Stored data entries
----

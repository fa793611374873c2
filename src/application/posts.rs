//! Post read and write services.
//!
//! The upsert path is the only mutating entry point: it validates the whole
//! multi-locale document, checks every referenced category against the
//! registered set, and only then hands the encoded rows to the write
//! repository, which lands them in one transaction.

use std::collections::BTreeSet;
use std::sync::Arc;

use once_cell::sync::Lazy;
use thiserror::Error;
use tracing::info;

use crate::application::repos::{
    CategoriesRepo, PostsRepo, PostsWriteRepo, RepoError, UpsertTranslation,
};
use crate::domain::blocks::{BlockKind, ContentBlock, EmbedProvider, validate_document};
use crate::domain::document::{join_categories, serialize_document};
use crate::domain::error::DomainError;
use crate::domain::posts::{ParsedPost, PostDocument, translation_key};
use crate::domain::slug::is_valid_slug;

#[derive(Debug, Error)]
pub enum PostAdminError {
    #[error("field `{0}` must not be empty")]
    EmptyField(&'static str),
    #[error("invalid slug `{slug}` in locale `{locale}`")]
    InvalidSlug { locale: String, slug: String },
    #[error("duplicate locale `{0}` in document")]
    DuplicateLocale(String),
    #[error("unknown categories: {}", .0.join(", "))]
    UnknownCategories(Vec<String>),
    #[error(transparent)]
    Domain(#[from] DomainError),
    #[error(transparent)]
    Repo(#[from] RepoError),
}

/// Inline-only sanitizer for paragraph rich text. Block-level structure
/// arrives as dedicated block types, never inside a paragraph.
static INLINE_SANITIZER: Lazy<ammonia::Builder<'static>> = Lazy::new(|| {
    let mut builder = ammonia::Builder::default();
    builder
        .tags(
            [
                "a", "b", "strong", "i", "em", "u", "s", "code", "mark", "span", "sub", "sup",
                "br",
            ]
            .into_iter()
            .collect(),
        )
        .link_rel(Some("noopener noreferrer"));
    builder
});

#[derive(Clone)]
pub struct PostService {
    reader: Arc<dyn PostsRepo>,
    writer: Arc<dyn PostsWriteRepo>,
    categories: Arc<dyn CategoriesRepo>,
}

impl PostService {
    pub fn new(
        reader: Arc<dyn PostsRepo>,
        writer: Arc<dyn PostsWriteRepo>,
        categories: Arc<dyn CategoriesRepo>,
    ) -> Self {
        Self {
            reader,
            writer,
            categories,
        }
    }

    pub async fn health(&self) -> Result<(), RepoError> {
        self.reader.health().await
    }

    pub async fn find_published(
        &self,
        locale: &str,
        slug: &str,
    ) -> Result<Option<ParsedPost>, RepoError> {
        let record = self.reader.find_by_slug(locale, slug).await?;
        Ok(record
            .filter(|record| record.published)
            .map(ParsedPost::from_record))
    }

    pub async fn list_published(
        &self,
        locale: &str,
        limit: u32,
    ) -> Result<Vec<ParsedPost>, RepoError> {
        let records = self.reader.list_published(locale, None, limit).await?;
        Ok(records.into_iter().map(ParsedPost::from_record).collect())
    }

    /// Admin listing: every translation row, newest edits first, with the
    /// total row count for pagination.
    pub async fn list_all(
        &self,
        offset: u32,
        limit: u32,
    ) -> Result<(Vec<ParsedPost>, u64), RepoError> {
        let total = self.reader.count_translations().await?;
        let records = self.reader.list_translations(offset, limit).await?;
        let posts = records.into_iter().map(ParsedPost::from_record).collect();
        Ok((posts, total))
    }

    /// Validate and persist a whole multi-locale document. All rows land in
    /// one transaction or none do; any unknown category slug aborts the
    /// operation before a single write happens.
    pub async fn upsert_post(&self, document: PostDocument) -> Result<(), PostAdminError> {
        ensure_non_empty(&document.post_id, "postId")?;
        ensure_non_empty(&document.author_name, "authorName")?;
        if document.translations.is_empty() {
            return Err(PostAdminError::EmptyField("translations"));
        }

        let mut seen_locales: BTreeSet<&str> = BTreeSet::new();
        let mut referenced: BTreeSet<String> = BTreeSet::new();
        for translation in &document.translations {
            ensure_non_empty(&translation.locale, "locale")?;
            ensure_non_empty(&translation.title, "title")?;
            if !is_valid_slug(&translation.slug) {
                return Err(PostAdminError::InvalidSlug {
                    locale: translation.locale.clone(),
                    slug: translation.slug.clone(),
                });
            }
            if !seen_locales.insert(translation.locale.as_str()) {
                return Err(PostAdminError::DuplicateLocale(translation.locale.clone()));
            }
            validate_document(&translation.content)?;
            referenced.extend(translation.categories.iter().cloned());
        }

        let registered: BTreeSet<String> = self
            .categories
            .list_all()
            .await?
            .into_iter()
            .map(|category| category.slug)
            .collect();
        let unknown: Vec<String> = referenced.difference(&registered).cloned().collect();
        if !unknown.is_empty() {
            return Err(PostAdminError::UnknownCategories(unknown));
        }

        let translation_count = document.translations.len();
        let mut rows = Vec::with_capacity(translation_count);
        for translation in document.translations {
            let content = normalize_document(translation.content);
            let serialized = serialize_document(&content)?;
            let categories: BTreeSet<String> = translation.categories.into_iter().collect();

            rows.push(UpsertTranslation {
                id: translation_key(&document.post_id, &translation.locale),
                post_id: document.post_id.clone(),
                locale: translation.locale,
                slug: translation.slug,
                title: translation.title,
                excerpt: translation.excerpt,
                content: serialized,
                categories: join_categories(&categories),
                cover_image: document.cover_image.clone(),
                featured: document.featured,
                published: document.published,
                author_name: document.author_name.clone(),
                badge_text: translation.badge_text,
                badge_color: translation.badge_color,
            });
        }

        self.writer.upsert_translations(rows).await?;

        metrics::counter!("stanza_post_upsert_total").increment(1);
        info!(
            target = "stanza::application::posts",
            post_id = %document.post_id,
            translations = translation_count,
            published = document.published,
            "post upserted"
        );

        Ok(())
    }

    /// Remove every translation of a logical post.
    pub async fn delete_post(&self, post_id: &str) -> Result<(), PostAdminError> {
        let deleted = self.writer.delete_post(post_id).await?;
        if deleted == 0 {
            return Err(PostAdminError::Repo(RepoError::NotFound));
        }
        info!(
            target = "stanza::application::posts",
            post_id, deleted, "post deleted"
        );
        Ok(())
    }
}

fn ensure_non_empty(value: &str, field: &'static str) -> Result<(), PostAdminError> {
    if value.trim().is_empty() {
        return Err(PostAdminError::EmptyField(field));
    }
    Ok(())
}

/// Run paragraph rich text through the inline sanitizer and fill in missing
/// embed providers from the URL host. Other block types carry plain strings
/// and render escaped, so they pass through untouched.
fn normalize_document(document: Vec<ContentBlock>) -> Vec<ContentBlock> {
    document
        .into_iter()
        .map(|block| match block.kind {
            BlockKind::Paragraph { content } => ContentBlock {
                id: block.id,
                kind: BlockKind::Paragraph {
                    content: INLINE_SANITIZER.clean(&content).to_string(),
                },
            },
            BlockKind::Embed {
                url,
                provider: None,
            } => {
                let provider = Some(EmbedProvider::classify(&url));
                ContentBlock {
                    id: block.id,
                    kind: BlockKind::Embed { url, provider },
                }
            }
            _ => block,
        })
        .collect()
}

#[cfg(test)]
mod tests {
    use super::*;

    #[test]
    fn sanitize_strips_script_but_keeps_inline_markup() {
        let document = vec![ContentBlock::new(
            "b1",
            BlockKind::Paragraph {
                content: "ok <strong>bold</strong> <script>alert(1)</script>".to_string(),
            },
        )];

        let sanitized = normalize_document(document);
        match &sanitized[0].kind {
            BlockKind::Paragraph { content } => {
                assert!(content.contains("<strong>bold</strong>"));
                assert!(!content.contains("script"));
            }
            other => panic!("unexpected kind: {other:?}"),
        }
    }

    #[test]
    fn missing_embed_provider_is_classified_from_the_host() {
        let document = vec![
            ContentBlock::new(
                "e1",
                BlockKind::Embed {
                    url: "https://www.youtube.com/watch?v=abc".to_string(),
                    provider: None,
                },
            ),
            ContentBlock::new(
                "e2",
                BlockKind::Embed {
                    url: "https://example.org/widget".to_string(),
                    provider: Some(EmbedProvider::Codepen),
                },
            ),
        ];

        let normalized = normalize_document(document);
        assert_eq!(
            normalized[0].kind,
            BlockKind::Embed {
                url: "https://www.youtube.com/watch?v=abc".to_string(),
                provider: Some(EmbedProvider::Youtube),
            }
        );
        // An explicit provider is trusted as sent.
        assert_eq!(
            normalized[1].kind,
            BlockKind::Embed {
                url: "https://example.org/widget".to_string(),
                provider: Some(EmbedProvider::Codepen),
            }
        );
    }

    #[test]
    fn sanitize_leaves_code_blocks_alone() {
        let document = vec![ContentBlock::new(
            "c1",
            BlockKind::Code {
                language: "html".to_string(),
                code: "<script>alert(1)</script>".to_string(),
                filename: None,
            },
        )];

        let sanitized = normalize_document(document);
        assert_eq!(
            sanitized[0].kind,
            BlockKind::Code {
                language: "html".to_string(),
                code: "<script>alert(1)</script>".to_string(),
                filename: None,
            }
        );
    }
}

----

Beginning at the first line of the data above, retype each line until you reach the line containing "to the write", and include that one too. Add nothing else.

(Solution for this task):
repository fa793611374873c2
filename src/application/posts.rs
//! Post read and write services.
//!
//! The upsert path is the only mutating entry point: it validates the whole
//! multi-locale document, checks every referenced category against the
//! registered set, and only then hands the encoded rows to the write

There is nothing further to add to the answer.